### WHAT YOU ARE ASKED TO DO
Return every line of the data exactly as it stands.

### EXERCISE DATA
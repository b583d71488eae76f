use std::collections::BTreeSet;

use log::{debug, trace};
use rand::SeedableRng;
use rand::seq::IndexedRandom;
use rand_chacha::ChaCha8Rng;

use super::generation_input::GenerationInput;
use super::language_data::{ConlangData, VOWEL_CLASS};
use super::phonology::Phonology;
use super::sampler::PhonemeSampler;
use crate::error::ConlangError;

/// Word shape forced for one-syllable words.
pub const MONOSYLLABIC_SHAPE: &str = "I";

/// Word shape forced for two-syllable words.
pub const DISYLLABIC_SHAPE: &str = "IF";

/// High-level word generator over one language model.
///
/// # Responsibilities
/// - Expand word shapes into syllable shapes, then into phonemes
/// - Run the phonology passes on each assembled word
/// - Accumulate unique surface forms in sorted order
#[derive(Debug)]
pub struct WordBuilder {
	data: ConlangData,
	rng: ChaCha8Rng,
	results: BTreeSet<String>,
}

impl WordBuilder {
	/// Creates a builder seeded from the operating system.
	pub fn new(data: ConlangData) -> Self {
		Self::with_rng(data, ChaCha8Rng::from_os_rng())
	}

	/// Creates a builder with a reproducible seed.
	pub fn with_seed(data: ConlangData, seed: u64) -> Self {
		Self::with_rng(data, ChaCha8Rng::seed_from_u64(seed))
	}

	fn with_rng(data: ConlangData, rng: ChaCha8Rng) -> Self {
		Self { data, rng, results: BTreeSet::new() }
	}

	/// Returns the language model used by this builder.
	pub fn data(&self) -> &ConlangData {
		&self.data
	}

	/// Unique words accumulated so far, sorted.
	pub fn results(&self) -> &BTreeSet<String> {
		&self.results
	}

	/// Consumes the builder and returns the sorted unique words.
	pub fn into_results(self) -> Vec<String> {
		self.results.into_iter().collect()
	}

	/// Resolves a requested syllable count.
	///
	/// `0` draws from `syllableCountProbabilities` when the language has
	/// one, and otherwise stays `0` so the shape is drawn from `wordTypes`.
	pub fn choose_syllable_count(&mut self, requested: usize) -> usize {
		if requested != 0 {
			return requested;
		}
		match self.data.syllable_counts() {
			Some(counts) => *counts.sample(&mut self.rng),
			None => 0,
		}
	}

	/// Picks the word shape (sequence of syllable-shape symbols).
	///
	/// One and two syllables are forced to `I` and `IF`; any other count
	/// draws from the `wordTypes` distribution.
	pub fn choose_word_shape(&mut self, syllable_count: usize) -> String {
		match syllable_count {
			1 => MONOSYLLABIC_SHAPE.to_owned(),
			2 => DISYLLABIC_SHAPE.to_owned(),
			_ => self.data.word_types().sample(&mut self.rng).clone(),
		}
	}

	/// Picks one concrete syllable shape for a shape symbol, uniformly.
	///
	/// # Errors
	/// `UnknownSyllableShape` if the symbol has no (or an empty) template.
	pub fn compile_syllable(&mut self, symbol: char) -> Result<String, ConlangError> {
		let symbol = symbol.to_string();
		self.data
			.syllable_shapes(&symbol)
			.and_then(|shapes| shapes.choose(&mut self.rng))
			.cloned()
			.ok_or(ConlangError::UnknownSyllableShape(symbol))
	}

	/// Assembles a word as a phoneme sequence, before any phonology pass.
	///
	/// # Parameters
	/// - `syllable_count`: selects the word shape (see `choose_word_shape`)
	/// - `requested_shape`: bypasses shape selection when given
	///
	/// # Notes
	/// - Only the literal template symbol `V` samples from the vowel table;
	///   every other class symbol samples from the consonant table.
	pub fn build_word(&mut self, syllable_count: usize, requested_shape: Option<&str>) -> Result<Vec<String>, ConlangError> {
		let shape = match requested_shape {
			Some(shape) => shape.to_owned(),
			None => self.choose_word_shape(syllable_count),
		};

		let syllables = shape
			.chars()
			.map(|symbol| self.compile_syllable(symbol))
			.collect::<Result<Vec<_>, _>>()?;
		trace!("word shape {shape:?} expanded to {syllables:?}");

		let sampler = PhonemeSampler::new(&self.data);
		let mut word = Vec::new();
		for syllable in &syllables {
			for symbol in syllable.chars() {
				let symbol = symbol.to_string();
				word.push(sampler.sample(&symbol, symbol == VOWEL_CLASS, &mut self.rng)?);
			}
		}
		Ok(word)
	}

	/// Builds one word, post-processes it and records the surface forms.
	///
	/// Returns the forms produced by this call (one, or two when
	/// reduplication fires). Forms already seen are kept in the result set
	/// only once.
	pub fn make_word(&mut self, syllable_count: usize) -> Result<Vec<String>, ConlangError> {
		let word = self.build_word(syllable_count, None)?;
		let forms = Phonology::new(&self.data).process(&word, &mut self.rng)?;
		self.results.extend(forms.iter().cloned());
		Ok(forms)
	}

	/// Generates words until `input.count()` unique forms are accumulated.
	///
	/// # Errors
	/// - Any per-word error from assembly or phonology
	/// - `GenerationStalled` when `max_attempts` words were built without
	///   reaching the count
	///
	/// # Notes
	/// - Without `max_attempts` the loop is unbounded; asking for more
	///   words than the tables can produce never returns.
	pub fn run(&mut self, input: &GenerationInput) -> Result<&BTreeSet<String>, ConlangError> {
		let mut attempts = 0usize;
		while self.results.len() < input.count() {
			if input.max_attempts.is_some_and(|max| attempts >= max) {
				return Err(ConlangError::GenerationStalled {
					attempts,
					produced: self.results.len(),
					requested: input.count(),
				});
			}
			attempts += 1;

			let syllable_count = self.choose_syllable_count(input.word_length);
			self.make_word(syllable_count)?;
		}

		debug!(
			"generated {} unique {:?} words in {attempts} attempts",
			self.results.len(),
			input.kind
		);
		Ok(&self.results)
	}
}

### SOLUTION BELOW
repository b583d71488eae76f
use std::collections::BTreeSet;

use log::{debug, trace};
use rand::SeedableRng;
use rand::seq::IndexedRandom;
use rand_chacha::ChaCha8Rng;

use super::generation_input::GenerationInput;
use super::language_data::{ConlangData, VOWEL_CLASS};
use super::phonology::Phonology;
use super::sampler::PhonemeSampler;
use crate::error::ConlangError;

/// Word shape forced for one-syllable words.
pub const MONOSYLLABIC_SHAPE: &str = "I";

/// Word shape forced for two-syllable words.
pub const DISYLLABIC_SHAPE: &str = "IF";

/// High-level word generator over one language model.
///
/// # Responsibilities
/// - Expand word shapes into syllable shapes, then into phonemes
/// - Run the phonology passes on each assembled word
/// - Accumulate unique surface forms in sorted order
#[derive(Debug)]
pub struct WordBuilder {
	data: ConlangData,
	rng: ChaCha8Rng,
	results: BTreeSet<String>,
}

impl WordBuilder {
	/// Creates a builder seeded from the operating system.
	pub fn new(data: ConlangData) -> Self {
		Self::with_rng(data, ChaCha8Rng::from_os_rng())
	}

	/// Creates a builder with a reproducible seed.
	pub fn with_seed(data: ConlangData, seed: u64) -> Self {
		Self::with_rng(data, ChaCha8Rng::seed_from_u64(seed))
	}

	fn with_rng(data: ConlangData, rng: ChaCha8Rng) -> Self {
		Self { data, rng, results: BTreeSet::new() }
	}

	/// Returns the language model used by this builder.
	pub fn data(&self) -> &ConlangData {
		&self.data
	}

	/// Unique words accumulated so far, sorted.
	pub fn results(&self) -> &BTreeSet<String> {
		&self.results
	}

	/// Consumes the builder and returns the sorted unique words.
	pub fn into_results(self) -> Vec<String> {
		self.results.into_iter().collect()
	}

	/// Resolves a requested syllable count.
	///
	/// `0` draws from `syllableCountProbabilities` when the language has
	/// one, and otherwise stays `0` so the shape is drawn from `wordTypes`.
	pub fn choose_syllable_count(&mut self, requested: usize) -> usize {
		if requested != 0 {
			return requested;
		}
		match self.data.syllable_counts() {
			Some(counts) => *counts.sample(&mut self.rng),
			None => 0,
		}
	}

	/// Picks the word shape (sequence of syllable-shape symbols).
	///
	/// One and two syllables are forced to `I` and `IF`; any other count
	/// draws from the `wordTypes` distribution.
	pub fn choose_word_shape(&mut self, syllable_count: usize) -> String {
		match syllable_count {
			1 => MONOSYLLABIC_SHAPE.to_owned(),
			2 => DISYLLABIC_SHAPE.to_owned(),
			_ => self.data.word_types().sample(&mut self.rng).clone(),
		}
	}

	/// Picks one concrete syllable shape for a shape symbol, uniformly.
	///
	/// # Errors
	/// `UnknownSyllableShape` if the symbol has no (or an empty) template.
	pub fn compile_syllable(&mut self, symbol: char) -> Result<String, ConlangError> {
		let symbol = symbol.to_string();
		self.data
			.syllable_shapes(&symbol)
			.and_then(|shapes| shapes.choose(&mut self.rng))
			.cloned()
			.ok_or(ConlangError::UnknownSyllableShape(symbol))
	}

	/// Assembles a word as a phoneme sequence, before any phonology pass.
	///
	/// # Parameters
	/// - `syllable_count`: selects the word shape (see `choose_word_shape`)
	/// - `requested_shape`: bypasses shape selection when given
	///
	/// # Notes
	/// - Only the literal template symbol `V` samples from the vowel table;
	///   every other class symbol samples from the consonant table.
	pub fn build_word(&mut self, syllable_count: usize, requested_shape: Option<&str>) -> Result<Vec<String>, ConlangError> {
		let shape = match requested_shape {
			Some(shape) => shape.to_owned(),
			None => self.choose_word_shape(syllable_count),
		};

		let syllables = shape
			.chars()
			.map(|symbol| self.compile_syllable(symbol))
			.collect::<Result<Vec<_>, _>>()?;
		trace!("word shape {shape:?} expanded to {syllables:?}");

		let sampler = PhonemeSampler::new(&self.data);
		let mut word = Vec::new();
		for syllable in &syllables {
			for symbol in syllable.chars() {
				let symbol = symbol.to_string();
				word.push(sampler.sample(&symbol, symbol == VOWEL_CLASS, &mut self.rng)?);
			}
		}
		Ok(word)
	}

	/// Builds one word, post-processes it and records the surface forms.
	///
	/// Returns the forms produced by this call (one, or two when
	/// reduplication fires). Forms already seen are kept in the result set
	/// only once.
	pub fn make_word(&mut self, syllable_count: usize) -> Result<Vec<String>, ConlangError> {
		let word = self.build_word(syllable_count, None)?;
		let forms = Phonology::new(&self.data).process(&word, &mut self.rng)?;
		self.results.extend(forms.iter().cloned());
		Ok(forms)
	}

	/// Generates words until `input.count()` unique forms are accumulated.
	///
	/// # Errors
	/// - Any per-word error from assembly or phonology
	/// - `GenerationStalled` when `max_attempts` words were built without
	///   reaching the count
	///
	/// # Notes
	/// - Without `max_attempts` the loop is unbounded; asking for more
	///   words than the tables can produce never returns.
	pub fn run(&mut self, input: &GenerationInput) -> Result<&BTreeSet<String>, ConlangError> {
		let mut attempts = 0usize;
		while self.results.len() < input.count() {
			if input.max_attempts.is_some_and(|max| attempts >= max) {
				return Err(ConlangError::GenerationStalled {
					attempts,
					produced: self.results.len(),
					requested: input.count(),
				});
			}
			attempts += 1;

			let syllable_count = self.choose_syllable_count(input.word_length);
			self.make_word(syllable_count)?;
		}

		debug!(
			"generated {} unique {:?} words in {attempts} attempts",
			self.results.len(),
			input.kind
		);
		Ok(&self.results)
	}
}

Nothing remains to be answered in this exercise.